== Task statement ==
Your answer must be the full set of entries, reproduced exactly.

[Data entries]
//! Page shell and head content.

use lumiere_core::html_escape;

/// Head content for the shell.
#[derive(Debug, Clone, Default)]
pub struct HeadContent {
    /// Page title.
    pub title: Option<String>,
    /// Meta tags.
    pub meta: Vec<(String, String)>,
    /// Raw link and style tags, emitted in insertion order.
    pub links: Vec<String>,
}

impl HeadContent {
    /// Create new head content with a title.
    pub fn new(title: impl Into<String>) -> Self {
        Self {
            title: Some(title.into()),
            ..Default::default()
        }
    }

    /// Add a meta tag.
    pub fn with_meta(mut self, name: &str, content: &str) -> Self {
        self.meta.push((name.to_string(), content.to_string()));
        self
    }

    /// Add pre-rendered head markup (e.g. an identified font link).
    pub fn with_raw(mut self, html: impl Into<String>) -> Self {
        self.links.push(html.into());
        self
    }

    /// Add inline CSS styles.
    pub fn with_style(mut self, css: &str) -> Self {
        self.links.push(format!("<style>{}</style>", css));
        self
    }

    /// Render head content to HTML.
    pub fn render(&self) -> String {
        let mut html = String::from("<meta charset=\"utf-8\">\n");

        if let Some(title) = &self.title {
            html.push_str(&format!("<title>{}</title>\n", html_escape(title)));
        }

        for (name, content) in &self.meta {
            html.push_str(&format!(
                r#"<meta name="{}" content="{}">"#,
                html_escape(name),
                html_escape(content)
            ));
            html.push('\n');
        }

        for link in &self.links {
            html.push_str(link);
            html.push('\n');
        }

        html
    }
}

/// Page frame: everything around the streamed sections.
#[derive(Debug, Clone)]
pub struct Shell {
    /// Document language.
    pub lang: String,
    /// Head content.
    pub head: HeadContent,
    /// HTML before sections (opening body, header, wrapper).
    pub body_start: String,
    /// HTML after sections (footer, closing tags).
    pub body_end: String,
}

impl Shell {
    /// Create a new shell with basic structure.
    pub fn new(head: HeadContent) -> Self {
        Self {
            lang: "en".to_string(),
            head,
            body_start: "<body>\n<main>\n".to_string(),
            body_end: "</main>\n</body>\n</html>".to_string(),
        }
    }

    /// Set custom body start HTML.
    pub fn with_body_start(mut self, html: impl Into<String>) -> Self {
        self.body_start = html.into();
        self
    }

    /// Set custom body end HTML.
    pub fn with_body_end(mut self, html: impl Into<String>) -> Self {
        self.body_end = html.into();
        self
    }

    /// Render the opening part of the shell (before sections).
    pub fn render_opening(&self) -> String {
        let mut html = String::from("<!DOCTYPE html>\n");
        html.push_str(&format!("<html lang=\"{}\">\n<head>\n", self.lang));
        html.push_str(&self.head.render());
        html.push_str("</head>\n");
        html.push_str(&self.body_start);
        html
    }

    /// Render the closing part of the shell (after sections).
    pub fn render_closing(&self) -> String {
        self.body_end.clone()
    }
}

== Output of the exercise ==
//! Page shell and head content.

use lumiere_core::html_escape;

/// Head content for the shell.
#[derive(Debug, Clone, Default)]
pub struct HeadContent {
    /// Page title.
    pub title: Option<String>,
    /// Meta tags.
    pub meta: Vec<(String, String)>,
    /// Raw link and style tags, emitted in insertion order.
    pub links: Vec<String>,
}

impl HeadContent {
    /// Create new head content with a title.
    pub fn new(title: impl Into<String>) -> Self {
        Self {
            title: Some(title.into()),
            ..Default::default()
        }
    }

    /// Add a meta tag.
    pub fn with_meta(mut self, name: &str, content: &str) -> Self {
        self.meta.push((name.to_string(), content.to_string()));
        self
    }

    /// Add pre-rendered head markup (e.g. an identified font link).
    pub fn with_raw(mut self, html: impl Into<String>) -> Self {
        self.links.push(html.into());
        self
    }

    /// Add inline CSS styles.
    pub fn with_style(mut self, css: &str) -> Self {
        self.links.push(format!("<style>{}</style>", css));
        self
    }

    /// Render head content to HTML.
    pub fn render(&self) -> String {
        let mut html = String::from("<meta charset=\"utf-8\">\n");

        if let Some(title) = &self.title {
            html.push_str(&format!("<title>{}</title>\n", html_escape(title)));
        }

        for (name, content) in &self.meta {
            html.push_str(&format!(
                r#"<meta name="{}" content="{}">"#,
                html_escape(name),
                html_escape(content)
            ));
            html.push('\n');
        }

        for link in &self.links {
            html.push_str(link);
            html.push('\n');
        }

        html
    }
}

/// Page frame: everything around the streamed sections.
#[derive(Debug, Clone)]
pub struct Shell {
    /// Document language.
    pub lang: String,
    /// Head content.
    pub head: HeadContent,
    /// HTML before sections (opening body, header, wrapper).
    pub body_start: String,
    /// HTML after sections (footer, closing tags).
    pub body_end: String,
}

impl Shell {
    /// Create a new shell with basic structure.
    pub fn new(head: HeadContent) -> Self {
        Self {
            lang: "en".to_string(),
            head,
            body_start: "<body>\n<main>\n".to_string(),
            body_end: "</main>\n</body>\n</html>".to_string(),
        }
    }

    /// Set custom body start HTML.
    pub fn with_body_start(mut self, html: impl Into<String>) -> Self {
        self.body_start = html.into();
        self
    }

    /// Set custom body end HTML.
    pub fn with_body_end(mut self, html: impl Into<String>) -> Self {
        self.body_end = html.into();
        self
    }

    /// Render the opening part of the shell (before sections).
    pub fn render_opening(&self) -> String {
        let mut html = String::from("<!DOCTYPE html>\n");
        html.push_str(&format!("<html lang=\"{}\">\n<head>\n", self.lang));
        html.push_str(&self.head.render());
        html.push_str("</head>\n");
        html.push_str(&self.body_start);
        html
    }

    /// Render the closing part of the shell (after sections).
    pub fn render_closing(&self) -> String {
        self.body_end.clone()
    }
}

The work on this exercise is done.